Weekly Update Nov 25, 2022

Supply chain risks, yield curve inversion, update on crypto

New supply chain risks building

Reported this week were new lockdowns across the country, and protests at Apple’s largest iPhone manufacturing plant in China. In the US, the railroad workers union continues to be at an impasse in negotiating a new labor contract, threatening a strike in early December. China is the United States’ largest supplier of goods, and new lockdowns could disrupt their delivery ability. The US has no alternative to the railroad system to distribute goods from the ports. Both of these developments increase the risk of supply chain disruptions. It is important because supply chain issues served as one of the initial sparks for the current inflationary environment. As a result, the Federal Reserve has been aggressively raising interest rates, and markets have been acutely focused on their eventual slowdown or finish. While inflation in the US has been declining recently, this could make the Federal Reserve more cautious about changing direction.


Yield curve inversion

Yield curve inversion is when interest rates on the shorter end of the curve are higher than the longer end of the curve. As an example, as of Nov 25th, interest rates on 3-month treasury bills are around ~4.3%, while interest rates on 10-year treasury notes are ~3.7%. It doesn’t make sense that investors would charge less interest to lend to the US government for longer. This is not typical and is often looked at as a signal of a coming recession. While the yield curve has been inverted for some time, the longer it stays inverted, the better a predictor of recession it is. The 3 month-10 yr spread is the most widely looked-at indicator, and it has now been inverted since October 25th. In the last 50 years, when this spread has been inverted for more than ten days, recession has followed every single time.

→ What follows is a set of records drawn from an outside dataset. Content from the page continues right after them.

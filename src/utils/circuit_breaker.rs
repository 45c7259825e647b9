use std::sync::Arc;
use std::time::{Duration, Instant};

use serde::Deserialize;
use tokio::sync::Mutex;

use crate::metrics::Metrics;

// ============================================================================
// Circuit Breaker
// ============================================================================
//
// Guards a downstream sink (the invoice archive) so a dead sink fails fast
// instead of holding up the outbox relay on every tick.
//
// States:
// - Closed: calls pass through, failures are counted
// - Open: calls fail immediately until the cool-down elapses
// - HalfOpen: trial calls; enough successes close, any failure reopens
//
// ============================================================================

#[derive(Debug, Clone, Copy, PartialEq, Eq)]
pub enum CircuitState {
    Closed,
    Open,
    HalfOpen,
}

impl CircuitState {
    pub fn as_str(&self) -> &'static str {
        match self {
            CircuitState::Closed => "closed",
            CircuitState::Open => "open",
            CircuitState::HalfOpen => "half_open",
        }
    }

    fn gauge_value(&self) -> u8 {
        match self {
            CircuitState::Closed => 0,
            CircuitState::Open => 1,
            CircuitState::HalfOpen => 2,
        }
    }
}

#[derive(Debug, Clone, Deserialize)]
pub struct CircuitBreakerConfig {
    pub failure_threshold: u32,
    /// Cool-down before a trial call is let through
    #[serde(rename = "timeout_ms", with = "super::retry::millis")]
    pub timeout: Duration,
    pub success_threshold: u32,
}

impl Default for CircuitBreakerConfig {
    fn default() -> Self {
        Self {
            failure_threshold: 5,
            timeout: Duration::from_secs(60),
            success_threshold: 2,
        }
    }
}

#[derive(Debug, thiserror::Error)]
pub enum CircuitBreakerError<E> {
    #[error("Circuit breaker '{0}' is open")]
    CircuitOpen(String),

    #[error("Operation failed: {0}")]
    OperationFailed(E),
}

struct BreakerState {
    state: CircuitState,
    failure_count: u32,
    success_count: u32,
    opened_at: Option<Instant>,
}

#[derive(Clone)]
pub struct CircuitBreaker {
    name: String,
    config: CircuitBreakerConfig,
    state: Arc<Mutex<BreakerState>>,
    metrics: Option<Arc<Metrics>>,
}

impl CircuitBreaker {
    pub fn new(name: impl Into<String>, config: CircuitBreakerConfig) -> Self {
        Self {
            name: name.into(),
            config,
            state: Arc::new(Mutex::new(BreakerState {
                state: CircuitState::Closed,
                failure_count: 0,
                success_count: 0,
                opened_at: None,
            })),
            metrics: None,
        }
    }

    pub fn with_metrics(mut self, metrics: Arc<Metrics>) -> Self {
        self.metrics = Some(metrics);
        self
    }

    pub fn name(&self) -> &str {
        &self.name
    }

    /// Run `operation` unless the circuit is open
    pub async fn call<F, T, E>(&self, operation: F) -> Result<T, CircuitBreakerError<E>>
    where
        F: std::future::Future<Output = Result<T, E>>,
    {
        {
            let mut guard = self.state.lock().await;
            if guard.state == CircuitState::Open {
                let cooled_down = guard
                    .opened_at
                    .map(|at| at.elapsed() >= self.config.timeout)
                    .unwrap_or(true);
                if !cooled_down {
                    return Err(CircuitBreakerError::CircuitOpen(self.name.clone()));
                }
                guard.success_count = 0;
                self.transition(&mut guard, CircuitState::HalfOpen);
            }
        }

        match operation.await {
            Ok(value) => {
                self.on_success().await;
                Ok(value)
            }
            Err(err) => {
                self.on_failure().await;
                Err(CircuitBreakerError::OperationFailed(err))
            }
        }
    }

    async fn on_success(&self) {
        let mut guard = self.state.lock().await;
        match guard.state {
            CircuitState::HalfOpen => {
                guard.success_count += 1;
                if guard.success_count >= self.config.success_threshold {
                    guard.failure_count = 0;
                    guard.success_count = 0;
                    guard.opened_at = None;
                    self.transition(&mut guard, CircuitState::Closed);
                }
            }
            CircuitState::Closed => guard.failure_count = 0,
            CircuitState::Open => {}
        }
    }

    async fn on_failure(&self) {
        let mut guard = self.state.lock().await;
        guard.failure_count += 1;

        match guard.state {
            CircuitState::Closed if guard.failure_count >= self.config.failure_threshold => {
                guard.opened_at = Some(Instant::now());
                self.transition(&mut guard, CircuitState::Open);
            }
            CircuitState::HalfOpen => {
                guard.success_count = 0;
                guard.opened_at = Some(Instant::now());
                self.transition(&mut guard, CircuitState::Open);
            }
            _ => {}
        }
    }

    fn transition(&self, guard: &mut BreakerState, to: CircuitState) {
        let from = guard.state;
        guard.state = to;

        tracing::warn!(
            breaker = %self.name,
            from = from.as_str(),
            to = to.as_str(),
            failures = guard.failure_count,
            "Circuit breaker state change"
        );

        if let Some(metrics) = &self.metrics {
            metrics.update_circuit_breaker_state(to.gauge_value());
            metrics.record_circuit_breaker_transition(from.as_str(), to.as_str());
        }
    }

    pub async fn state(&self) -> CircuitState {
        self.state.lock().await.state
    }

    pub async fn failure_count(&self) -> u32 {
        self.state.lock().await.failure_count
    }
}

#[cfg(test)]
mod tests {
    use super::*;

    fn breaker(failure_threshold: u32, timeout: Duration, success_threshold: u32) -> CircuitBreaker {
        CircuitBreaker::new(
            "test",
            CircuitBreakerConfig { failure_threshold, timeout, success_threshold },
        )
    }

    #[tokio::test]
    async fn test_opens_after_threshold() {
        let cb = breaker(3, Duration::from_secs(60), 1);

        for _ in 0..3 {
            assert!(cb.call(async { Err::<(), _>("down") }).await.is_err());
        }
        assert_eq!(cb.state().await, CircuitState::Open);

        let result = cb.call(async { Ok::<_, &str>(()) }).await;
        assert!(matches!(result, Err(CircuitBreakerError::CircuitOpen(_))));
    }

    #[tokio::test]
    async fn test_success_resets_failure_count() {
        let cb = breaker(3, Duration::from_secs(60), 1);

        let _ = cb.call(async { Err::<(), _>("down") }).await;
        let _ = cb.call(async { Err::<(), _>("down") }).await;
        assert_eq!(cb.failure_count().await, 2);

        cb.call(async { Ok::<_, &str>(()) }).await.unwrap();
        assert_eq!(cb.failure_count().await, 0);
        assert_eq!(cb.state().await, CircuitState::Closed);
    }

    #[tokio::test]
    async fn test_half_open_closes_or_reopens() {
        let cb = breaker(1, Duration::from_millis(30), 1);

        let _ = cb.call(async { Err::<(), _>("down") }).await;
        assert_eq!(cb.state().await, CircuitState::Open);

        tokio::time::sleep(Duration::from_millis(50)).await;
        let _ = cb.call(async { Err::<(), _>("still down") }).await;
        assert_eq!(cb.state().await, CircuitState::Open);

        tokio::time::sleep(Duration::from_millis(50)).await;
        cb.call(async { Ok::<_, &str>(()) }).await.unwrap();
        assert_eq!(cb.state().await, CircuitState::Closed);
    }

    #[tokio::test]
    async fn test_transitions_are_counted() {
        let metrics = Arc::new(Metrics::new().unwrap());
        let cb = breaker(1, Duration::from_secs(60), 1).with_metrics(metrics.clone());

        let _ = cb.call(async { Err::<(), _>("down") }).await;

        assert_eq!(metrics.circuit_breaker_state.get(), 1);
        assert_eq!(
            metrics.circuit_breaker_transitions.with_label_values(&["closed", "open"]).get(),
            1
        );
    }
}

Update on the world of crypto

Focus has shifted to Genesis and Grayscale Bitcoin Trust (GBTC), both subsidiaries of Digital Currency Group (DCG). Genesis, its custody, trading, and lending subsidiary, suspended redemptions and hired financial advisors. The parent company confirmed the existence of intercompany loans between Genesis and DCG. GBTC traded at as much as a 50% discount to its Net Asset Value (the value of the actual bitcoin) before rebounding. Worries about the security of their bitcoin forced Coinbase, its custodian, to reaffirm its holdings. It is not clear how the situation unfolds from here. As we have written before, crypto markets were at the highest end of speculative assets, inflated by more than a decade of easy money. Rising markets and abundant liquidity covered many bad actions and actors. As liquidity gets drained, all of this becomes exposed. While painful in the short term for those with exposure, it is healthy in the long term. We have always distinguished between Bitcoin, Ethereum, and “crypto” broadly. We have also always suggested that those who own coins store them in a private wallet.